*** Begin section ***

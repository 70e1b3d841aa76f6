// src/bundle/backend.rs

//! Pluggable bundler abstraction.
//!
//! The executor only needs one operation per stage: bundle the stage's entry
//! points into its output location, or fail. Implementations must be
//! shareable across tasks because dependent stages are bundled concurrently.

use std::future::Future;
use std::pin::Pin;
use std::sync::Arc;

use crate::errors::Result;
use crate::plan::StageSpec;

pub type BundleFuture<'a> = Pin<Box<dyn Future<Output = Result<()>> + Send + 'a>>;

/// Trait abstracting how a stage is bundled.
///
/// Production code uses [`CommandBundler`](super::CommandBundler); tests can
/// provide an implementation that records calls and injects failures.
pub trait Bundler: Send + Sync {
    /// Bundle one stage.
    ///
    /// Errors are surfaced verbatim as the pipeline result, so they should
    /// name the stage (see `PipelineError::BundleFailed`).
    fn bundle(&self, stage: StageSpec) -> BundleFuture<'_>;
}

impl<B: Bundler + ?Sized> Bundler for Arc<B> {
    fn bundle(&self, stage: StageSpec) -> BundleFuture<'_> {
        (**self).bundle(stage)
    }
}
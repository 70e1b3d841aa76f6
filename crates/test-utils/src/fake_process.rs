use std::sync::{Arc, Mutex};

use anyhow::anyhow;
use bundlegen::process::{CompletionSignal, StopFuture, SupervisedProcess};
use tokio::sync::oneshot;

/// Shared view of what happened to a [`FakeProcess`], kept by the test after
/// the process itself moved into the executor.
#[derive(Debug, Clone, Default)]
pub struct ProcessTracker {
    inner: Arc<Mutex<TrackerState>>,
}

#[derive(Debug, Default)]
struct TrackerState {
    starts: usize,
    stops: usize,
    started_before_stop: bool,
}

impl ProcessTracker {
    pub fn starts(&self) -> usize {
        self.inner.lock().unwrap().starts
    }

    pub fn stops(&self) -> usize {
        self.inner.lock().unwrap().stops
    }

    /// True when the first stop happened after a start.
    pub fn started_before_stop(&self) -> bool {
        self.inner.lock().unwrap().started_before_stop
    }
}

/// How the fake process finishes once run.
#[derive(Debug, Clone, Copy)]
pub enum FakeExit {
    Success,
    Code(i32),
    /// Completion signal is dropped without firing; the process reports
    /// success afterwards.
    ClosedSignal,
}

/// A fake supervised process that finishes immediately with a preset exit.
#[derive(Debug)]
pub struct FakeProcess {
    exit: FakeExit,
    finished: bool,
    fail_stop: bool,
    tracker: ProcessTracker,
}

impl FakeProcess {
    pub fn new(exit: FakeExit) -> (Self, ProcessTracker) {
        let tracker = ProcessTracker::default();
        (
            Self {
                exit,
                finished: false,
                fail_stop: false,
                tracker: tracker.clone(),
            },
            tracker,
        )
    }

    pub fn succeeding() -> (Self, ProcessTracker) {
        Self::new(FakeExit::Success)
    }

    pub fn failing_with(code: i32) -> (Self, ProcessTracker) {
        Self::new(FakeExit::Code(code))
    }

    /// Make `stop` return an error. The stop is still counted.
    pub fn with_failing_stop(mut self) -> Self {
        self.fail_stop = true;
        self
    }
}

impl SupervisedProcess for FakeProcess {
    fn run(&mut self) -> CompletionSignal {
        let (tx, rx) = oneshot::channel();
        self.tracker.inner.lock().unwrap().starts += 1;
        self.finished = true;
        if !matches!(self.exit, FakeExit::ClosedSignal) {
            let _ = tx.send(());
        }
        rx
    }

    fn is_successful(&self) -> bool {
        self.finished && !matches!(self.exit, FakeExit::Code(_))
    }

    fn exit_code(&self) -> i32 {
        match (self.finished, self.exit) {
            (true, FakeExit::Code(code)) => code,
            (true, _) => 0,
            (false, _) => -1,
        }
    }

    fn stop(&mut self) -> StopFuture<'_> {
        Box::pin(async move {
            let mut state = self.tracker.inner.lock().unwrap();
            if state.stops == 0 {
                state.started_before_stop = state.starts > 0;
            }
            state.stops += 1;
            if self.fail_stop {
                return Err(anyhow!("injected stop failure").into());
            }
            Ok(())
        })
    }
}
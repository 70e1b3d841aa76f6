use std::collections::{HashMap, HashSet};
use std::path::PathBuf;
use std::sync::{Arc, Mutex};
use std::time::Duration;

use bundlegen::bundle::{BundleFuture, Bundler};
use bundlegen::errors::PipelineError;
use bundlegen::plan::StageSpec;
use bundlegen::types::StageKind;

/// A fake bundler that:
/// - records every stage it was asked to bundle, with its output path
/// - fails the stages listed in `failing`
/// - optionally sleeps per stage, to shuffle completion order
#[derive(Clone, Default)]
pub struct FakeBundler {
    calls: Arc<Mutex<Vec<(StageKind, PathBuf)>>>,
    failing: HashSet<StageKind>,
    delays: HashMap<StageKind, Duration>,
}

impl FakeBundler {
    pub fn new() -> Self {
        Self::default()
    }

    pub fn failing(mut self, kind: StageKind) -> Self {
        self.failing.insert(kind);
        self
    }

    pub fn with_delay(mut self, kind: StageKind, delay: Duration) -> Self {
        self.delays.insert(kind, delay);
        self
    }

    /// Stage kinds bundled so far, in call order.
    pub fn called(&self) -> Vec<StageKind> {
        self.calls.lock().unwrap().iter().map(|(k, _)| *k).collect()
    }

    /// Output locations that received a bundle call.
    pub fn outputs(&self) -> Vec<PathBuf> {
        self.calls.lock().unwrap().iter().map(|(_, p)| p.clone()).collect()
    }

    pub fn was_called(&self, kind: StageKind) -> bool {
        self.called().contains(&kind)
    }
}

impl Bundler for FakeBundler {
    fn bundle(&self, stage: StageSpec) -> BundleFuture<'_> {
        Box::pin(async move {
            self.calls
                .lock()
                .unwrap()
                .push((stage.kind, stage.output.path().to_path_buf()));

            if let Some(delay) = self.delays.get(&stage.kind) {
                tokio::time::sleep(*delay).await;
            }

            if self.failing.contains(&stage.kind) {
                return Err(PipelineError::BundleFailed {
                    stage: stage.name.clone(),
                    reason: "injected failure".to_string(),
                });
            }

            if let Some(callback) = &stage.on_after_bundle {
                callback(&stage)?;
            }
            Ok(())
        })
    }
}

*** End section ***
*** Begin section ***

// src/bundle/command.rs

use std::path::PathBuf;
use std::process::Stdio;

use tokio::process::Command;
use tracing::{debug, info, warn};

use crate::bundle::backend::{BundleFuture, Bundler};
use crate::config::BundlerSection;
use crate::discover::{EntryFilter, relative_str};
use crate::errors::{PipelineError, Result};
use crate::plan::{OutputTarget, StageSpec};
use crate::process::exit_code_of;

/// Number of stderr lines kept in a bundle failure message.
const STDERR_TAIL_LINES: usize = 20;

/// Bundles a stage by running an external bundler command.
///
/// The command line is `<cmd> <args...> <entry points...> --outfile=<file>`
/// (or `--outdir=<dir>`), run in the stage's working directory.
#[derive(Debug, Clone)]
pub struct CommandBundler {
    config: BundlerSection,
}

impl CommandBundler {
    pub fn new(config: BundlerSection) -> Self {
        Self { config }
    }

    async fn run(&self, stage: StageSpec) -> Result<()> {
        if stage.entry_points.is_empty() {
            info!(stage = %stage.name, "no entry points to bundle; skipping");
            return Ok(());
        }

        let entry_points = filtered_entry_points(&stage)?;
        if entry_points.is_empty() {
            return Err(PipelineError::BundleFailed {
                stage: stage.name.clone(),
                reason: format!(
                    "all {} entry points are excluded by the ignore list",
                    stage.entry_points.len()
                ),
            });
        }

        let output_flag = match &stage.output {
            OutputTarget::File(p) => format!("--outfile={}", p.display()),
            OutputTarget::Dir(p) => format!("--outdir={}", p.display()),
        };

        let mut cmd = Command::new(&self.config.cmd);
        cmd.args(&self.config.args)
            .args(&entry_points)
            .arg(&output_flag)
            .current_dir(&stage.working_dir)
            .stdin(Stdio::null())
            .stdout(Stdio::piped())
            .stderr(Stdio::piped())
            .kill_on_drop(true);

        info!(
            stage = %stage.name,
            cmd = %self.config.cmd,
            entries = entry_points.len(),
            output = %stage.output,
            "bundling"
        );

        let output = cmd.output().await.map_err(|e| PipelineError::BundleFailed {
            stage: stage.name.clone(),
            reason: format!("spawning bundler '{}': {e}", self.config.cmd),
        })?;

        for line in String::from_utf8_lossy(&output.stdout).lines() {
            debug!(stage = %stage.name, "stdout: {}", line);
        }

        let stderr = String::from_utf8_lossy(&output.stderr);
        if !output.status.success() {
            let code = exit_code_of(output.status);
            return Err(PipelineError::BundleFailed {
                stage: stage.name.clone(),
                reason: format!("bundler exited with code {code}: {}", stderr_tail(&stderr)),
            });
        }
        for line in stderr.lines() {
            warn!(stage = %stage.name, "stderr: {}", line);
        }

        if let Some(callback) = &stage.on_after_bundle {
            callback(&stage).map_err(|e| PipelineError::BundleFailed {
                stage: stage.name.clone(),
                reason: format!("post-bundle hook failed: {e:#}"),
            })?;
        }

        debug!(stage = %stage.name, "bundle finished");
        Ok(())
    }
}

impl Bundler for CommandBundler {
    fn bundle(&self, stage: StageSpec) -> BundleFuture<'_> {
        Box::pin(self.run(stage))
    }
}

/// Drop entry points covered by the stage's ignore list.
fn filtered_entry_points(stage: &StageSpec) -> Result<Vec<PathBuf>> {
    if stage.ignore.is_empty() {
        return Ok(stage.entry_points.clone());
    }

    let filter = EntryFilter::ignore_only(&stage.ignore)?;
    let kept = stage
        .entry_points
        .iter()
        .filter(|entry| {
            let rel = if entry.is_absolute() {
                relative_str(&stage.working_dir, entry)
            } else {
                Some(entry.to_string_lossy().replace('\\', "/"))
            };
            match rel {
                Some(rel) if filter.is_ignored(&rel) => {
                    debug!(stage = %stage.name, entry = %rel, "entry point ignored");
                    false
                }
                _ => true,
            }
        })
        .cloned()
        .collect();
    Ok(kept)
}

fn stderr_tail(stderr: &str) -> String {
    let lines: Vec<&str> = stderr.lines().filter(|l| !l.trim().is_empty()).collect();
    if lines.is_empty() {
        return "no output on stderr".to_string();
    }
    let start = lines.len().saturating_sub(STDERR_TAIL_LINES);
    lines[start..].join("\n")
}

*** End section ***
*** Begin section ***

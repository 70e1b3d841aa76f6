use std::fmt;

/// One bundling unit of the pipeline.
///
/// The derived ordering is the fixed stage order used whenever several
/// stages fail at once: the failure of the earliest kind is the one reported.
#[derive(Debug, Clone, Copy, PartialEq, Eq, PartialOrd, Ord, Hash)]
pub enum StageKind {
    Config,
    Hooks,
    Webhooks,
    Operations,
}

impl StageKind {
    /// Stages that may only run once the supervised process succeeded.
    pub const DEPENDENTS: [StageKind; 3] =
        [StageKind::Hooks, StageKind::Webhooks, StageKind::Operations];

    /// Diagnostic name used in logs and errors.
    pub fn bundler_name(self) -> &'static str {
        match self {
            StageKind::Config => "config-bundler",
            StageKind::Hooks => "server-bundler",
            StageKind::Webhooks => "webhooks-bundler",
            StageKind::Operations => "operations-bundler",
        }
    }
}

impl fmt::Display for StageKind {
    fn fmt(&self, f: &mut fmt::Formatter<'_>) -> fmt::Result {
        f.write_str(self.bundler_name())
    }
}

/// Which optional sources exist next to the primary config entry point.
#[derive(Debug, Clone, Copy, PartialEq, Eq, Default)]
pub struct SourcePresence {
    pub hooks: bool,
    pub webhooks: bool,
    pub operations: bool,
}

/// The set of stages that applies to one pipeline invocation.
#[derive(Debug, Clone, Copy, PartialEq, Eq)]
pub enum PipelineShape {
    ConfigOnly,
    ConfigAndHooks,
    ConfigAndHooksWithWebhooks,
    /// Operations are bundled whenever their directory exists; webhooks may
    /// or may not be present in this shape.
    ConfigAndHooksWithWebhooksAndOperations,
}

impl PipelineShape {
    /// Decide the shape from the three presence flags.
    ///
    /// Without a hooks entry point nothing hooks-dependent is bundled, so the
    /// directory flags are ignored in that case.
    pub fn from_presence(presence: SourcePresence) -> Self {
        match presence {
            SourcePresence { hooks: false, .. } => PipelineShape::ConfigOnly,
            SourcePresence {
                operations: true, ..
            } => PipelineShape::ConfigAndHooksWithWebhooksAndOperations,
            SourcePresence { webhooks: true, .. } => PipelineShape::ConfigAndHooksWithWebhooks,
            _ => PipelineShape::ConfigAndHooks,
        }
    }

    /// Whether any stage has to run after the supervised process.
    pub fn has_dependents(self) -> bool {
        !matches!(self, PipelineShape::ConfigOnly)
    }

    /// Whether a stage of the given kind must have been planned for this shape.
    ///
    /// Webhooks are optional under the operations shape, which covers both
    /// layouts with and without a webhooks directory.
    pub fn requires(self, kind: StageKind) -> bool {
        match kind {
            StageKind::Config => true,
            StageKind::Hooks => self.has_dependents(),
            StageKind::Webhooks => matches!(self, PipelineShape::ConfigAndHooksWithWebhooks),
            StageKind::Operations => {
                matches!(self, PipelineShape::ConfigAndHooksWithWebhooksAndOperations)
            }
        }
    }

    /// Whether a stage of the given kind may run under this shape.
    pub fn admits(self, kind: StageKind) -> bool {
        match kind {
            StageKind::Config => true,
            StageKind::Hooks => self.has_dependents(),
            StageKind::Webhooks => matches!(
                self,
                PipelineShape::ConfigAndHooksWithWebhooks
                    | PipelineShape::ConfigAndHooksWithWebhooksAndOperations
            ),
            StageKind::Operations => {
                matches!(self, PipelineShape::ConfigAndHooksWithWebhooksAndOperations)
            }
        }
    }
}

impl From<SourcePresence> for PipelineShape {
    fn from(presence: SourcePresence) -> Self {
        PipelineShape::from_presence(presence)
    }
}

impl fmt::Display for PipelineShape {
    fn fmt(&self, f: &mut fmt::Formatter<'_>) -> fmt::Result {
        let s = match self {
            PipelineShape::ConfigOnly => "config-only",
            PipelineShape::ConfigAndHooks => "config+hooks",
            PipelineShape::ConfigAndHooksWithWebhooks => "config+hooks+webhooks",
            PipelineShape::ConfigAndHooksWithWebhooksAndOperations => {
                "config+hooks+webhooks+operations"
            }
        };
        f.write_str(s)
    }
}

*** End section ***

**TASK:** When the line with "[StageKind::Hooks, StageKind::Webhooks, StageKind::Operations];" is reached in the data above, begin copying, and stop after the line with "pub fn has_dependents(self)"; copy each line exactly, both ends included.

**SOLUTION TO THIS EXERCISE:**
        [StageKind::Hooks, StageKind::Webhooks, StageKind::Operations];

    /// Diagnostic name used in logs and errors.
    pub fn bundler_name(self) -> &'static str {
        match self {
            StageKind::Config => "config-bundler",
            StageKind::Hooks => "server-bundler",
            StageKind::Webhooks => "webhooks-bundler",
            StageKind::Operations => "operations-bundler",
        }
    }
}

impl fmt::Display for StageKind {
    fn fmt(&self, f: &mut fmt::Formatter<'_>) -> fmt::Result {
        f.write_str(self.bundler_name())
    }
}

/// Which optional sources exist next to the primary config entry point.
#[derive(Debug, Clone, Copy, PartialEq, Eq, Default)]
pub struct SourcePresence {
    pub hooks: bool,
    pub webhooks: bool,
    pub operations: bool,
}

/// The set of stages that applies to one pipeline invocation.
#[derive(Debug, Clone, Copy, PartialEq, Eq)]
pub enum PipelineShape {
    ConfigOnly,
    ConfigAndHooks,
    ConfigAndHooksWithWebhooks,
    /// Operations are bundled whenever their directory exists; webhooks may
    /// or may not be present in this shape.
    ConfigAndHooksWithWebhooksAndOperations,
}

impl PipelineShape {
    /// Decide the shape from the three presence flags.
    ///
    /// Without a hooks entry point nothing hooks-dependent is bundled, so the
    /// directory flags are ignored in that case.
    pub fn from_presence(presence: SourcePresence) -> Self {
        match presence {
            SourcePresence { hooks: false, .. } => PipelineShape::ConfigOnly,
            SourcePresence {
                operations: true, ..
            } => PipelineShape::ConfigAndHooksWithWebhooksAndOperations,
            SourcePresence { webhooks: true, .. } => PipelineShape::ConfigAndHooksWithWebhooks,
            _ => PipelineShape::ConfigAndHooks,
        }
    }

    /// Whether any stage has to run after the supervised process.
    pub fn has_dependents(self) -> bool {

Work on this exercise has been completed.